> Your objective: Print the data exactly as it appears, keeping every word.

[[ Information supplied open ]]

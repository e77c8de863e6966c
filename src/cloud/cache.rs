use crate::Result;
use parking_lot::Mutex;
use std::collections::HashMap;
use std::future::Future;
use std::time::{Duration, Instant};

#[derive(Clone, Copy, Debug, PartialEq, Eq)]
pub enum CacheReadType {
    // Refresh once the entry has expired.
    Default,
    // Serve whatever is cached, however old.
    Unsafe,
    ForceRefresh,
}

struct CacheEntry<T> {
    data: Option<T>,
    created_at: Instant,
}

pub struct TimedCache<T> {
    ttl: Duration,
    entries: Mutex<HashMap<String, CacheEntry<T>>>,
}

impl<T: Clone> TimedCache<T> {
    pub fn new(ttl: Duration) -> TimedCache<T> {
        TimedCache {
            ttl,
            entries: Mutex::new(HashMap::new()),
        }
    }

    pub async fn get<F, Fut>(&self, key: &str, read_type: CacheReadType, getter: F) -> Result<Option<T>>
    where
        F: FnOnce(String) -> Fut,
        Fut: Future<Output = Result<Option<T>>>,
    {
        if let Some(data) = self.lookup(key, read_type) {
            return Ok(data);
        }

        let data = getter(key.to_owned()).await?;
        self.set(key, data.clone());
        Ok(data)
    }

    fn lookup(&self, key: &str, read_type: CacheReadType) -> Option<Option<T>> {
        if read_type == CacheReadType::ForceRefresh {
            return None;
        }

        let entries = self.entries.lock();
        let entry = entries.get(key)?;
        if read_type == CacheReadType::Unsafe || entry.created_at.elapsed() < self.ttl {
            return Some(entry.data.clone());
        }

        None
    }

    pub fn set(&self, key: &str, data: Option<T>) {
        self.entries.lock().insert(
            key.to_owned(),
            CacheEntry {
                data,
                created_at: Instant::now(),
            },
        );
    }

    pub fn delete(&self, key: &str) {
        self.entries.lock().remove(key);
    }
}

[[ Information supplied closed ]]

> Task solution:
repository e77c8de863e6966c
filename src/cloud/cache.rs
use crate::Result;
use parking_lot::Mutex;
use std::collections::HashMap;
use std::future::Future;
use std::time::{Duration, Instant};

#[derive(Clone, Copy, Debug, PartialEq, Eq)]
pub enum CacheReadType {
    // Refresh once the entry has expired.
    Default,
    // Serve whatever is cached, however old.
    Unsafe,
    ForceRefresh,
}

struct CacheEntry<T> {
    data: Option<T>,
    created_at: Instant,
}

pub struct TimedCache<T> {
    ttl: Duration,
    entries: Mutex<HashMap<String, CacheEntry<T>>>,
}

impl<T: Clone> TimedCache<T> {
    pub fn new(ttl: Duration) -> TimedCache<T> {
        TimedCache {
            ttl,
            entries: Mutex::new(HashMap::new()),
        }
    }

    pub async fn get<F, Fut>(&self, key: &str, read_type: CacheReadType, getter: F) -> Result<Option<T>>
    where
        F: FnOnce(String) -> Fut,
        Fut: Future<Output = Result<Option<T>>>,
    {
        if let Some(data) = self.lookup(key, read_type) {
            return Ok(data);
        }

        let data = getter(key.to_owned()).await?;
        self.set(key, data.clone());
        Ok(data)
    }

    fn lookup(&self, key: &str, read_type: CacheReadType) -> Option<Option<T>> {
        if read_type == CacheReadType::ForceRefresh {
            return None;
        }

        let entries = self.entries.lock();
        let entry = entries.get(key)?;
        if read_type == CacheReadType::Unsafe || entry.created_at.elapsed() < self.ttl {
            return Some(entry.data.clone());
        }

        None
    }

    pub fn set(&self, key: &str, data: Option<T>) {
        self.entries.lock().insert(
            key.to_owned(),
            CacheEntry {
                data,
                created_at: Instant::now(),
            },
        );
    }

    pub fn delete(&self, key: &str) {
        self.entries.lock().remove(key);
    }
}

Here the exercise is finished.